Petersburg National Battlefield also includes portions of the Confederate defenses that were built by free and enslaved Blacks starting in the summer of 1862 and continuing until the June 15, 1864, Union Army assault on Petersburg. Many local farms hired out their enslaved workers to the Confederate Army to construct the fortifications, making the slave payrolls a critical part of unveiling some of this National Park’s past.
By cross-referencing records from multiple institutions, Emmanuel was able to partly chart the life of one such enslaved man who helped construct these earthworks.
Prior to the Civil War, Moses Hunt was a field laborer at a plantation called White Hill, which is now partially protected in the modern national park’s boundary. Confederate Slave Payroll 1099 shows that Charles Friend hired Moses and another man named Henry to construct earthworks at Williamsburg in the spring of 1862.
That summer, Moses fled from White Hill with several other men and one woman. Moses immediately enlisted in the U.S. Navy and served until July 1863. In 1880 Moses was living in Washington, DC, having married Eliza Fantroy in 1878. Moses Hunt is buried at Arlington National Cemetery.
New Market is another plantation whose lands now partly sit on the modern national park, though the main house and outbuildings were obliterated during the Petersburg campaign. Otway P. Hare, the owner of New Market, hired out some of his enslaved men to the Confederate Army in 1861, giving researchers the invaluable names of Thomas Parham, as well as two other men named Phil and Tom.

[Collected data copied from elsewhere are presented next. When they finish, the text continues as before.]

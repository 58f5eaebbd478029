//! The `config` command: show, locate or create the configuration file.

use colored::Colorize;
use serde::Serialize;

use crate::cli::args::{ConfigCommands, OutputFormat};
use crate::config::{Config, Paths};
use crate::error::BreathError;
use crate::output::{format_config_pretty, to_json};

#[derive(Serialize)]
struct ConfigPath<'a> {
    path: &'a std::path::Path,
    exists: bool,
}

/// Execute config subcommands.
///
/// # Errors
///
/// Returns an error if the configuration file cannot be read, parsed or
/// written, or if `init` would overwrite a file without `--force`.
pub fn config(paths: &Paths, cmd: &ConfigCommands, format: OutputFormat) -> Result<String, BreathError> {
    match cmd {
        ConfigCommands::Show => show(paths, format),
        ConfigCommands::Path => {
            let info = ConfigPath {
                path: &paths.config_file,
                exists: paths.config_file.exists(),
            };
            match format {
                OutputFormat::Json => to_json(&info),
                OutputFormat::Pretty => Ok(paths.config_file.display().to_string()),
            }
        }
        ConfigCommands::Init { force } => init(paths, *force),
    }
}

fn show(paths: &Paths, format: OutputFormat) -> Result<String, BreathError> {
    let config = Config::load_from_path(&paths.config_file)?;
    match format {
        OutputFormat::Json => to_json(&config),
        OutputFormat::Pretty => {
            let source = if paths.config_file.exists() {
                paths.config_file.display().to_string()
            } else {
                format!("defaults ({} not found)", paths.config_file.display())
            };
            Ok(format_config_pretty(&config, &source)?)
        }
    }
}

fn init(paths: &Paths, force: bool) -> Result<String, BreathError> {
    if paths.config_file.exists() && !force {
        return Err(BreathError::Config(format!(
            "{} already exists (use --force to overwrite)",
            paths.config_file.display()
        )));
    }
    Config::default().save_to_path(&paths.config_file)?;
    Ok(format!(
        "{} {}",
        "Wrote".green(),
        paths.config_file.display()
    ))
}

Emmanuel, who is Black and researches the experiences of Black people before, during, and after the Civil War, reminds researchers that it’s important to not assume that people born into slavery defaulted to the surname of their enslavers. One thing he’s learned from his work with slave payrolls is that while it’s common to see people listed with just a first name, sometimes both a first and last name appear, giving hope to genealogists when all hope had been lost.
Emmanuel finds it fascinating that enslaved men and boys constructed the earthworks that defended Petersburg, only to have the U.S. Colored Troops breach those initial defenses on June 15, 1864. While the names of the soldiers have been known for a long time, with the digitization of the payrolls, researchers now know the names of those who built the earthworks as well.